# [DATA]
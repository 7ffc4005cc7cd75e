//! Node connection settings.

use serde::{Deserialize, Serialize};

fn default_nodes() -> Vec<String> {
    vec!["http://127.0.0.1:14265".to_string()]
}

fn default_request_timeout_secs() -> u64 {
    30
}

#[derive(Clone, Debug, PartialEq, Eq, Serialize, Deserialize)]
pub struct ClientOptions {
    /// Node endpoints, tried in order.
    #[serde(default = "default_nodes")]
    pub nodes: Vec<String>,
    /// Perform proof-of-work locally instead of on the node.
    #[serde(default)]
    pub local_pow: bool,
    #[serde(default = "default_request_timeout_secs")]
    pub request_timeout_secs: u64,
    #[serde(default)]
    pub faucet_url: Option<String>,
}

impl Default for ClientOptions {
    fn default() -> Self {
        Self {
            nodes: default_nodes(),
            local_pow: false,
            request_timeout_secs: default_request_timeout_secs(),
            faucet_url: None,
        }
    }
}

#[cfg(test)]
mod tests {
    use super::*;

    #[test]
    fn missing_fields_take_defaults() {
        let options: ClientOptions = serde_json::from_str(r#"{"local_pow": true}"#).unwrap();
        assert!(options.local_pow);
        assert_eq!(options.request_timeout_secs, 30);
        assert_eq!(options.nodes, default_nodes());
    }
}
//! Time formatting helpers.

use std::time::Duration;

/// Format a duration compactly for log lines, e.g. `850ms`, `42s`, `3m 5s`.
pub fn format_duration(duration: Duration) -> String {
    let secs = duration.as_secs();
    if secs == 0 {
        format!("{}ms", duration.as_millis())
    } else if secs < 60 {
        format!("{}s", secs)
    } else if secs < 3600 {
        format!("{}m {}s", secs / 60, secs % 60)
    } else {
        format!("{}h {}m", secs / 3600, (secs % 3600) / 60)
    }
}

#[cfg(test)]
mod tests {
    use super::*;

    #[test]
    fn formats_each_range() {
        assert_eq!(format_duration(Duration::from_millis(850)), "850ms");
        assert_eq!(format_duration(Duration::from_secs(42)), "42s");
        assert_eq!(format_duration(Duration::from_secs(185)), "3m 5s");
        assert_eq!(format_duration(Duration::from_secs(7260)), "2h 1m");
    }
}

# [EXERCISE OBJECTIVE]
Lines above that contain the string "ClientOptions" make up the answer.

# [TASK SOLUTION]
pub struct ClientOptions {
impl Default for ClientOptions {
        let options: ClientOptions = serde_json::from_str(r#"{"local_pow": true}"#).unwrap();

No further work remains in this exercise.